Menurut Prabowo, mekanisme dana langsung ke kepala sekolah bukan skema yang sepenuhnya baru. Pemerintah pernah menerapkannya dan menilai hasil pelaksanaannya cukup baik.
Presiden juga mengaku telah meminta konfirmasi kepada Menteri Pendidikan Dasar dan Menengah mengenai pelaksanaan penyaluran langsung tersebut. Berdasarkan umpan balik yang diterimanya, program itu dinilai memberikan hasil yang baik.
Sasaran renovasi bertambah setiap tahun
Program perbaikan sekolah dimulai dengan target 77.000 sekolah pada 2026. Jumlah sasaran kemudian meningkat menjadi 100.000 sekolah pada 2027 dan tetap 100.000 sekolah pada 2028.
| Tahun | Target Sekolah Direnovasi |
|---|---|
| 2026 | 77.000 sekolah |
| 2027 | 100.000 sekolah |
| 2028 | 100.000 sekolah |
Akumulasi target selama tiga tahun tersebut mencapai 277.000 sekolah. Capaian tahunan akan menentukan langkah pemerintah untuk memenuhi target pendidikan 2029 bagi seluruh sekolah di Indonesia.
Skala program ini menunjukkan percepatan perbaikan infrastruktur pendidikan dalam waktu relatif singkat. Pemerintah menempatkan renovasi sebagai upaya menyediakan ruang belajar yang lebih layak bagi siswa di berbagai wilayah.
Pemerintah menilai pekerjaan masih panjang
Prabowo menegaskan pemerintah tidak ingin cepat puas dengan pelaksanaan perbaikan sekolah. Ia menilai masih ada pekerjaan besar untuk membenahi sarana pendidikan secara menyeluruh.
“Kita tidak cepat puas, perjalanan masih jauh, tapi kita ingin memperbaiki semua sekolah kita.

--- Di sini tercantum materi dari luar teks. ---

use crate::{
    a_funcs::{ActivFunc, Sigmoid, TanH},
    error::{NetError, Shape},
};

/// Dense row-major matrix of `f32`. The shape is fixed at construction and
/// `data.len() == rows * cols` always holds.
#[derive(Debug, Clone, PartialEq)]
pub struct Matrix {
    rows: usize,
    cols: usize,
    data: Box<[f32]>,
}

impl Matrix {
    /// Zero filled matrix.
    pub fn new(rows: usize, cols: usize) -> Self {
        Self {
            rows,
            cols,
            data: vec![0.; rows * cols].into_boxed_slice(),
        }
    }

    /// Wraps `data` as a `rows` x `cols` matrix.
    /// Returns Err if the length of `data` doesn't match the shape.
    pub fn from_vec(rows: usize, cols: usize, data: Vec<f32>) -> Result<Self, NetError> {
        if data.len() != rows * cols {
            return Err(NetError::StorageLength {
                expected: rows * cols,
                actual: data.len(),
            });
        }
        Ok(Self {
            rows,
            cols,
            data: data.into_boxed_slice(),
        })
    }

    /// Builds a matrix from nested rows. All rows must have the same length.
    pub fn from_rows<R: AsRef<[f32]>>(rows: &[R]) -> Result<Self, NetError> {
        let cols = rows.first().map_or(0, |r| r.as_ref().len());
        let mut data = Vec::with_capacity(rows.len() * cols);
        for row in rows {
            let row = row.as_ref();
            if row.len() != cols {
                return Err(NetError::StorageLength {
                    expected: cols,
                    actual: row.len(),
                });
            }
            data.extend_from_slice(row);
        }
        Self::from_vec(rows.len(), cols, data)
    }

    /// A `values.len()` x 1 column vector.
    pub fn column(values: &[f32]) -> Self {
        Self {
            rows: values.len(),
            cols: 1,
            data: values.into(),
        }
    }

    pub fn rows(&self) -> usize {
        self.rows
    }

    pub fn cols(&self) -> usize {
        self.cols
    }

    pub fn shape(&self) -> Shape {
        (self.rows, self.cols)
    }

    pub fn as_slice(&self) -> &[f32] {
        &self.data
    }

    pub fn get(&self, row: usize, col: usize) -> Option<f32> {
        if row < self.rows && col < self.cols {
            Some(self.data[row * self.cols + col])
        } else {
            None
        }
    }

    /// Overwrites every element with a value produced by `gen`, called once per
    /// element in storage order.
    pub fn fill<G: FnMut() -> f32>(&mut self, mut gen: G) {
        for x in self.data.iter_mut() {
            *x = gen();
        }
    }

    /// Same as [fill](Self::fill) but for generators which can fail.
    /// Elements written before the failure are kept.
    pub fn try_fill<G, E>(&mut self, mut gen: G) -> Result<(), E>
    where
        G: FnMut() -> Result<f32, E>,
    {
        for x in self.data.iter_mut() {
            *x = gen()?;
        }
        Ok(())
    }

    /// Standard matrix product `self * other`.
    pub fn multiply(&self, other: &Matrix) -> Result<Matrix, NetError> {
        if self.cols != other.rows {
            return Err(NetError::ShapeMismatch {
                left: self.shape(),
                right: other.shape(),
            });
        }

        let mut result = Matrix::new(self.rows, other.cols);
        for (lhs, out) in self
            .data
            .chunks_exact(self.cols.max(1))
            .zip(result.data.chunks_exact_mut(other.cols.max(1)))
        {
            for (j, o) in out.iter_mut().enumerate() {
                *o = lhs
                    .iter()
                    .enumerate()
                    .map(|(k, l)| l * other.data[k * other.cols + j])
                    .sum();
            }
        }
        Ok(result)
    }

    /// Elementwise map into a new matrix of the same shape.
    pub fn map<F: ActivFunc>(&self) -> Matrix {
        Matrix {
            rows: self.rows,
            cols: self.cols,
            data: self.data.iter().map(|x| F::evaluate(*x)).collect(),
        }
    }

    pub fn tanh(&self) -> Matrix {
        self.map::<TanH>()
    }

    pub fn sigmoid(&self) -> Matrix {
        self.map::<Sigmoid>()
    }

    pub fn into_vec(self) -> Vec<f32> {
        self.data.into_vec()
    }
}
//! Execution backends. Both evaluate the same [Network](crate::network::Network);
//! they differ in how the weights are laid out and how scratch memory is used.

pub mod host;
pub mod kernel;

pub use self::host::HostBackend;
pub use self::kernel::{KernelBackend, WeightBuffer};

use crate::{
    error::NetError,
    network::{Network, Topology},
};

use enum_dispatch::enum_dispatch;
use serde::{Deserialize, Serialize};

/// Two activation buffers reused across evaluations by a single worker.
/// Never shared between threads.
#[derive(Clone, Debug, Default)]
pub struct Scratch {
    pub(crate) front: Vec<f32>,
    pub(crate) back: Vec<f32>,
}

impl Scratch {
    pub fn new(topology: &Topology) -> Self {
        let mut scratch = Self::default();
        scratch.prepare(topology.stride());
        scratch
    }

    /// Sizes both buffers to `len` and zeroes the front one.
    pub(crate) fn prepare(&mut self, len: usize) {
        self.front.clear();
        self.front.resize(len, 0.);
        self.back.resize(len, 0.);
    }
}

#[enum_dispatch]
pub trait Evaluator {
    fn topology(&self) -> &Topology;

    /// Evaluates one input vector using `scratch` for intermediate values.
    /// The returned slice holds `topology().outputs` values.
    fn evaluate_with<'s>(
        &self,
        input: &[f32],
        scratch: &'s mut Scratch,
    ) -> Result<&'s [f32], NetError>;

    fn evaluate(&self, input: &[f32]) -> Result<Vec<f32>, NetError> {
        let mut scratch = Scratch::new(self.topology());
        self.evaluate_with(input, &mut scratch).map(|o| o.to_vec())
    }
}

#[enum_dispatch(Evaluator)]
#[derive(Clone, Debug)]
pub enum Backend {
    HostBackend,
    KernelBackend,
}

/// Selects a backend from configuration.
#[derive(Clone, Copy, Debug, PartialEq, Eq, Serialize, Deserialize)]
#[serde(rename_all = "snake_case")]
pub enum BackendKind {
    Host,
    Kernel,
}

impl Default for BackendKind {
    fn default() -> Self {
        BackendKind::Host
    }
}

impl BackendKind {
    pub fn build(self, network: Network) -> Backend {
        match self {
            BackendKind::Host => HostBackend::new(network).into(),
            BackendKind::Kernel => KernelBackend::new(&network).into(),
        }
    }
}

#[cfg(test)]
mod tests {
    use super::*;
    use crate::{initializer::Uniform, matrix::tests::check, network::NetworkBuilder};

    #[test]
    fn backends_agree() {
        let topology = Topology::new(16, 10, 3, 9);
        let network = NetworkBuilder::new(topology)
            .initializer(Uniform::new(Some(99)))
            .build()
            .unwrap();
        let host = BackendKind::Host.build(network.clone());
        let kernel = BackendKind::Kernel.build(network);

        let mut host_scratch = Scratch::new(host.topology());
        let mut kernel_scratch = Scratch::new(kernel.topology());
        for i in 0..20 {
            let input: Vec<f32> = (0..10).map(|c| ((i * 10 + c) as f32 * 0.37).sin()).collect();
            let h = host.evaluate_with(&input, &mut host_scratch).unwrap().to_vec();
            let k = kernel.evaluate_with(&input, &mut kernel_scratch).unwrap();
            check(&h, k, 0.00001, "kernel output");
        }
    }

    #[test]
    fn backend_kind_from_json() {
        let kind: BackendKind = serde_json::from_str("\"kernel\"").unwrap();
        assert_eq!(kind, BackendKind::Kernel);
        assert_eq!(BackendKind::default(), BackendKind::Host);
    }
}
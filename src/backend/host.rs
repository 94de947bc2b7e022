use super::{Evaluator, Scratch};
use crate::{
    error::NetError,
    network::{Network, Topology},
};

use std::sync::Arc;

/// Evaluates through [Network::evaluate], allocating fresh activation
/// matrices for every call. The scratch only receives the result.
#[derive(Clone, Debug)]
pub struct HostBackend {
    network: Arc<Network>,
}

impl HostBackend {
    pub fn new(network: Network) -> Self {
        Self {
            network: Arc::new(network),
        }
    }

    pub fn network(&self) -> &Network {
        &self.network
    }
}

impl Evaluator for HostBackend {
    fn topology(&self) -> &Topology {
        self.network.topology()
    }

    fn evaluate_with<'s>(
        &self,
        input: &[f32],
        scratch: &'s mut Scratch,
    ) -> Result<&'s [f32], NetError> {
        let output = self.network.evaluate(input)?;
        scratch.prepare(self.topology().stride());
        scratch.front[..output.len()].copy_from_slice(&output);
        Ok(&scratch.front[..output.len()])
    }
}
impl Remote {
    pub fn new(
        settings: RemoteSettings,
        code_store: Arc<dyn KeyValueStore>,
        flag_store: Arc<dyn KeyValueStore>,
        notifier: Arc<dyn Notifier>,
    ) -> Self {
        let flag_saver = DebouncedSave::new(flag_store, settings.flag_save_delay);
        Self {
            settings,
            codes: CodeLibrary::new(),
            flags: ToggleFlags::new(),
            is_on: true,
            attributes: RemoteAttributes::default(),
            code_store,
            flag_saver,
            notifier,
        }
    }

    /// Load the code library and toggle flags from storage
    pub async fn load_storage(&mut self) -> Result<()> {
        if let Some(data) = self.code_store.load().await? {
            let codes: CodeLibrary = serde_json::from_value(data)?;
            self.codes.extend(codes);
        }
        if let Some(data) = self.flag_saver.store().load().await? {
            let flags: ToggleFlags = serde_json::from_value(data)?;
            self.flags.extend(flags);
        }
        info!(
            "{}: loaded codes for {} device(s), {} toggle flag(s)",
            self.settings.name,
            self.codes.len(),
            self.flags.len()
        );
        Ok(())
    }

    pub fn is_on(&self) -> bool {
        self.is_on
    }

    pub fn set_on(&mut self, on: bool) {
        self.is_on = on;
        info!("{} turned {}", self.settings.name, if on { "on" } else { "off" });
    }

    pub fn codes(&self) -> &CodeLibrary {
        &self.codes
    }

    pub fn flags(&self) -> &ToggleFlags {
        &self.flags
    }

    pub fn attributes(&self) -> &RemoteAttributes {
        &self.attributes
    }

    /// Send `commands` to `device`, the whole list `repeats` times
    ///
    /// Commands that cannot be resolved are logged and skipped; the
    /// next send then goes out without waiting `delay`. Returns the
    /// number of codes delivered.
    pub async fn send_command(
        &mut self,
        commands: &[String],
        device: Option<&str>,
        repeats: u32,
        delay: Duration,
    ) -> Result<usize> {
        if !self.is_on {
            warn!(
                "send_command canceled: {} is turned off",
                self.settings.name
            );
            return Ok(0);
        }

        let mut should_delay = false;
        let mut sent = 0;

        for _ in 0..repeats {
            for command in commands {
                if should_delay {
                    tokio::time::sleep(delay).await;
                }

                let (resolved, frame) = match self.prepare(command, device) {
                    Ok(prepared) => prepared,
                    Err(e) if e.is_resolution() => {
                        error!(
                            "Failed to send '{}' to {}: {}",
                            command,
                            device.unwrap_or("-"),
                            e
                        );
                        should_delay = false;
                        continue;
                    }
                    Err(e) => return Err(e),
                };

                if let Err(e) = self.transmit(&frame).await {
                    warn!("Failed to deliver '{}': {}", command, e);
                    match self.settings.send_error_policy {
                        SendErrorPolicy::Continue => continue,
                        SendErrorPolicy::Stop => {
                            self.schedule_flag_save()?;
                            return Err(e);
                        }
                    }
                }

                sent += 1;
                self.attributes.last_command_sent = Some(hex::encode(resolved.code()));
                should_delay = true;

                if let ResolvedCode::Toggle { device, .. } = &resolved {
                    *self.flags.entry(device.clone()).or_insert(0) ^= 1;
                }
            }
        }

        self.schedule_flag_save()?;
        Ok(sent)
    }

    /// Resolve `command` and build its frame
    fn prepare(&self, command: &str, device: Option<&str>) -> Result<(ResolvedCode, Vec<u8>)> {
        let resolved = resolve_code(command, device, &self.codes, &self.flags)?;
        let frame = command_frame(resolved.code())?;
        Ok((resolved, frame))
    }

    async fn transmit(&mut self, frame: &[u8]) -> Result<()> {
        self.attributes.last_command_result = Some(PENDING_RESULT.to_string());

        let reply = exchange(
            &self.settings.host,
            self.settings.port,
            frame,
            ReadUntil::FirstChunk,
            self.settings.timeouts,
        )
        .await?;

        if !reply.is_empty() {
            let result = hex::encode(&reply);
            match decode(&reply) {
                Ok(ack) => debug!(
                    "Send acknowledged: {} (payload {})",
                    result,
                    hex::encode(ack.payload())
                ),
                Err(e) => debug!("Send answered with {}: {}", result, e),
            }
            self.attributes.last_command_result = Some(result);
        }
        Ok(())
    }

    fn schedule_flag_save(&mut self) -> Result<()> {
        let data = serde_json::to_value(&self.flags)?;
        self.flag_saver.schedule(data);
        Ok(())
    }

    /// Write out toggle flags still waiting on the debounce timer
    pub async fn flush(&mut self) -> Result<()> {
        self.flag_saver.flush().await
    }
}
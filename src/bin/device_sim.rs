//! Device Simulator
//!
//! Pretends to be an RS-WFIREX4 on the local network so the client can be
//! exercised without hardware. Send frames are acknowledged, a learn
//! request is answered with a canned code after a short pause, and a
//! sensor request gets a reading that drifts a little on every call.
//!
//! Usage: cargo run --bin device-sim [bind_addr]

use rand::Rng;
use std::env;
use std::net::SocketAddr;
use tokio::io::{AsyncReadExt, AsyncWriteExt};
use tokio::net::{TcpListener, TcpStream};
use tokio::time::{sleep, Duration};

const HEADER: u8 = 0xAA;
const OPCODE_SEND: u8 = 0x11;
const OPCODE_LEARN: u8 = 0x12;
const OPCODE_TELEMETRY: u8 = 0x18;

/// What a "button press" captures
const LEARNED_CODE: [u8; 12] = [
    0x02, 0x20, 0xE0, 0x04, 0x00, 0x48, 0xB6, 0x00, 0x00, 0x06, 0x16, 0x05,
];

/// Time the simulated user takes to press the button
const LEARN_DELAY: Duration = Duration::from_secs(3);

#[tokio::main]
async fn main() -> anyhow::Result<()> {
    let bind_addr: SocketAddr = env::args()
        .nth(1)
        .unwrap_or_else(|| "0.0.0.0:60001".to_string())
        .parse()?;

    let listener = TcpListener::bind(bind_addr).await?;

    println!("📟 WFIREX4 Device Simulator");
    println!("  Listening: {}", listener.local_addr()?);
    println!("  Learn reply: {}", hex::encode(LEARNED_CODE));
    println!();

    loop {
        let (socket, peer) = listener.accept().await?;
        tokio::spawn(async move {
            if let Err(e) = handle(socket).await {
                println!("   ❌ {}: {}", peer, e);
            }
        });
    }
}

async fn handle(mut socket: TcpStream) -> anyhow::Result<()> {
    let peer = socket.peer_addr()?;
    let mut buf = [0u8; 1024];
    let len = socket.read(&mut buf).await?;
    let request = &buf[..len];

    if len < 4 || request[0] != HEADER {
        println!("⚠️  {} sent {} unexpected byte(s): {}", peer, len, hex::encode(request));
        socket.shutdown().await?;
        return Ok(());
    }

    match request[3] {
        OPCODE_SEND => {
            let code = request.get(7..len - 1).unwrap_or_default();
            println!("📡 {} send: {}", peer, hex::encode(code));
            socket.write_all(&[HEADER, 0x00, 0x01, OPCODE_SEND, 0x00]).await?;
        }
        OPCODE_LEARN => {
            println!("🎓 {} learn: waiting {:?} for a button press", peer, LEARN_DELAY);
            sleep(LEARN_DELAY).await;
            socket.write_all(&learn_response(&LEARNED_CODE)).await?;
            println!("   ✅ Sent learned code");
        }
        OPCODE_TELEMETRY => {
            let response = telemetry_response();
            println!("🌡️  {} sensor: {}", peer, hex::encode(&response));
            socket.write_all(&response).await?;
        }
        other => {
            println!("⚠️  {} unknown opcode 0x{:02X}", peer, other);
        }
    }

    socket.shutdown().await?;
    Ok(())
}

fn learn_response(code: &[u8]) -> Vec<u8> {
    let body_len = (code.len() + 5) as u16;
    let mut packet = vec![HEADER];
    packet.extend_from_slice(&body_len.to_be_bytes());
    packet.push(OPCODE_LEARN);
    packet.extend_from_slice(&[0x00, 0x00]);
    packet.extend_from_slice(&(code.len() as u16).to_be_bytes());
    packet.extend_from_slice(code);
    packet
}

/// Sensor frame: humidity, temperature (both ×10), lux, activity
fn telemetry_response() -> Vec<u8> {
    let mut rng = rand::thread_rng();
    let humidity: u16 = rng.gen_range(400..=600);
    let temperature: u16 = rng.gen_range(200..=260);
    let light: u16 = rng.gen_range(100..=500);
    let activity: u8 = rng.gen_range(200..=255);

    let mut packet = vec![HEADER, 0x00, 0x0C, OPCODE_TELEMETRY, 0x00];
    packet.extend_from_slice(&humidity.to_be_bytes());
    packet.extend_from_slice(&temperature.to_be_bytes());
    packet.extend_from_slice(&light.to_be_bytes());
    packet.push(activity);
    packet
}
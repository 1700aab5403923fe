//! Persistent storage for learned codes and toggle flags
//!
//! Each store holds one JSON document, loaded and saved whole. On disk
//! the document sits in a versioned envelope:
//!
//! ```json
//! { "version": 1, "key": "wfirex4_codes", "data": { ... } }
//! ```

use async_trait::async_trait;
use serde::{Deserialize, Serialize};
use serde_json::Value;
use std::path::{Path, PathBuf};
use std::sync::Arc;
use std::time::Duration;
use tokio::task::JoinHandle;
use tracing::{debug, error, warn};

use crate::error::{DeviceError, Result};

pub const STORAGE_VERSION: u32 = 1;

/// Whole-document key-value storage
#[async_trait]
pub trait KeyValueStore: Send + Sync {
    /// Load the stored document, `None` if nothing was saved yet
    async fn load(&self) -> Result<Option<Value>>;
    async fn save(&self, data: &Value) -> Result<()>;
}

#[derive(Debug, Serialize, Deserialize)]
struct Envelope {
    version: u32,
    key: String,
    data: Value,
}

/// JSON file at `<dir>/<key>.json`
#[derive(Debug, Clone)]
pub struct JsonFileStore {
    key: String,
    path: PathBuf,
}

impl JsonFileStore {
    pub fn new(dir: &Path, key: &str) -> Self {
        Self {
            key: key.to_string(),
            path: dir.join(format!("{}.json", key)),
        }
    }

    pub fn path(&self) -> &Path {
        &self.path
    }
}

#[async_trait]
impl KeyValueStore for JsonFileStore {
    async fn load(&self) -> Result<Option<Value>> {
        let content = match tokio::fs::read_to_string(&self.path).await {
            Ok(content) => content,
            Err(e) if e.kind() == std::io::ErrorKind::NotFound => return Ok(None),
            Err(e) => {
                return Err(DeviceError::Store(format!(
                    "failed to read {:?}: {}",
                    self.path, e
                )))
            }
        };

        let envelope: Envelope = serde_json::from_str(&content)?;
        if envelope.version != STORAGE_VERSION {
            warn!(
                "{:?} has storage version {}, expected {}",
                self.path, envelope.version, STORAGE_VERSION
            );
        }
        Ok(Some(envelope.data))
    }

    async fn save(&self, data: &Value) -> Result<()> {
        let envelope = Envelope {
            version: STORAGE_VERSION,
            key: self.key.clone(),
            data: data.clone(),
        };
        let content = serde_json::to_string_pretty(&envelope)?;

        if let Some(dir) = self.path.parent() {
            tokio::fs::create_dir_all(dir)
                .await
                .map_err(|e| DeviceError::Store(format!("failed to create {:?}: {}", dir, e)))?;
        }

        // Replace via a temp file so readers never see a partial document
        let tmp = self.path.with_extension("json.tmp");
        tokio::fs::write(&tmp, content)
            .await
            .map_err(|e| DeviceError::Store(format!("failed to write {:?}: {}", tmp, e)))?;
        tokio::fs::rename(&tmp, &self.path)
            .await
            .map_err(|e| DeviceError::Store(format!("failed to replace {:?}: {}", self.path, e)))?;

        debug!("Saved {:?}", self.path);
        Ok(())
    }
}

struct Pending {
    handle: JoinHandle<()>,
    data: Value,
}

/// Coalesces rapid saves into one write after `delay`
///
/// Each `schedule` cancels the previous pending write and starts a new
/// timer with the latest data.
pub struct DebouncedSave {
    store: Arc<dyn KeyValueStore>,
    delay: Duration,
    pending: Option<Pending>,
}

impl DebouncedSave {
    pub fn new(store: Arc<dyn KeyValueStore>, delay: Duration) -> Self {
        Self {
            store,
            delay,
            pending: None,
        }
    }

    pub fn store(&self) -> &Arc<dyn KeyValueStore> {
        &self.store
    }

    pub fn schedule(&mut self, data: Value) {
        if let Some(previous) = self.pending.take() {
            previous.handle.abort();
        }

        let store = Arc::clone(&self.store);
        let delay = self.delay;
        let snapshot = data.clone();
        let handle = tokio::spawn(async move {
            tokio::time::sleep(delay).await;
            if let Err(e) = store.save(&snapshot).await {
                error!("Deferred save failed: {}", e);
            }
        });

        self.pending = Some(Pending { handle, data });
    }

    /// Write any pending data now
    pub async fn flush(&mut self) -> Result<()> {
        match self.pending.take() {
            Some(pending) if !pending.handle.is_finished() => {
                pending.handle.abort();
                self.store.save(&pending.data).await
            }
            _ => Ok(()),
        }
    }
}

impl Drop for DebouncedSave {
    fn drop(&mut self) {
        if let Some(pending) = &self.pending {
            if !pending.handle.is_finished() {
                warn!("Dropping debounced save with unsaved data; call flush() first");
            }
        }
    }
}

Tahun ini kita akan selesai 77.000 sekolah direnovasi,” kata Prabowo.
Kompas.com yang mengutip Antara melaporkan, Presiden juga menyebut target 100.000 sekolah akan diberlakukan pada tahun berikutnya dan pada 2028. Rangkaian sasaran tersebut menjadi dasar pelaksanaan renovasi sekolah secara nasional.
Keberhasilan program bergantung pada pencapaian target tiap tahun, kelancaran penyaluran anggaran, dan pengawasan di masing-masing satuan pendidikan. Pemerintah berharap perbaikan sarana dapat mendukung kualitas layanan pendidikan di seluruh negeri.